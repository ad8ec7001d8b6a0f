//! Prometheus metric definitions.
use prometheus::{
    Counter, Gauge, Histogram, HistogramVec, Registry, register_counter_with_registry,
    register_gauge_with_registry, register_histogram_vec_with_registry,
    register_histogram_with_registry,
};
use std::sync::Arc;

/// Metrics collector shared across the job manager, pipeline stages, and API handlers.
#[derive(Debug, Clone)]
pub struct Metrics {
    // Counters
    pub jobs_submitted: Counter,
    pub jobs_completed: Counter,
    pub jobs_failed: Counter,
    pub jobs_cancelled: Counter,
    pub jobs_rejected_at_capacity: Counter,
    pub retries_total: Counter,
    pub event_bus_dropped_total: Counter,

    // Histograms
    pub stage_duration: HistogramVec,
    pub job_duration: Histogram,

    // Gauges
    pub active_jobs: Gauge,
    pub event_bus_subscribers: Gauge,
}

impl Metrics {
    /// Builds a new metrics collector, registering every metric on `registry`.
    pub fn new(registry: Arc<Registry>) -> Result<Self, prometheus::Error> {
        Ok(Self {
            jobs_submitted: register_counter_with_registry!(
                "research_jobs_submitted_total",
                "Total number of research jobs submitted",
                registry
            )?,
            jobs_completed: register_counter_with_registry!(
                "research_jobs_completed_total",
                "Total number of research jobs completed",
                registry
            )?,
            jobs_failed: register_counter_with_registry!(
                "research_jobs_failed_total",
                "Total number of research jobs failed",
                registry
            )?,
            jobs_cancelled: register_counter_with_registry!(
                "research_jobs_cancelled_total",
                "Total number of research jobs cancelled",
                registry
            )?,
            jobs_rejected_at_capacity: register_counter_with_registry!(
                "research_jobs_rejected_at_capacity_total",
                "Total number of job submissions rejected because the concurrency limit was reached",
                registry
            )?,
            retries_total: register_counter_with_registry!(
                "research_retries_total",
                "Total number of collaborator call retries",
                registry
            )?,
            event_bus_dropped_total: register_counter_with_registry!(
                "research_event_bus_dropped_total",
                "Total number of events dropped from a subscriber's ring buffer due to overflow",
                registry
            )?,
            stage_duration: register_histogram_vec_with_registry!(
                "research_stage_duration_seconds",
                "Duration of a single pipeline stage invocation",
                &["stage"],
                registry
            )?,
            job_duration: register_histogram_with_registry!(
                "research_job_duration_seconds",
                "Duration of an entire research job from submission to terminal state",
                registry
            )?,
            active_jobs: register_gauge_with_registry!(
                "research_active_jobs",
                "Number of currently active research jobs",
                registry
            )?,
            event_bus_subscribers: register_gauge_with_registry!(
                "research_event_bus_subscribers",
                "Number of currently connected event bus subscribers",
                registry
            )?,
        })
    }
}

• • • • •

• **WORK INSTRUCTIONS**
Filter the listing above by the word "collector"; copy each line that passes.

• **EXERCISE RESULT**
/// Metrics collector shared across the job manager, pipeline stages, and API handlers.
    /// Builds a new metrics collector, registering every metric on `registry`.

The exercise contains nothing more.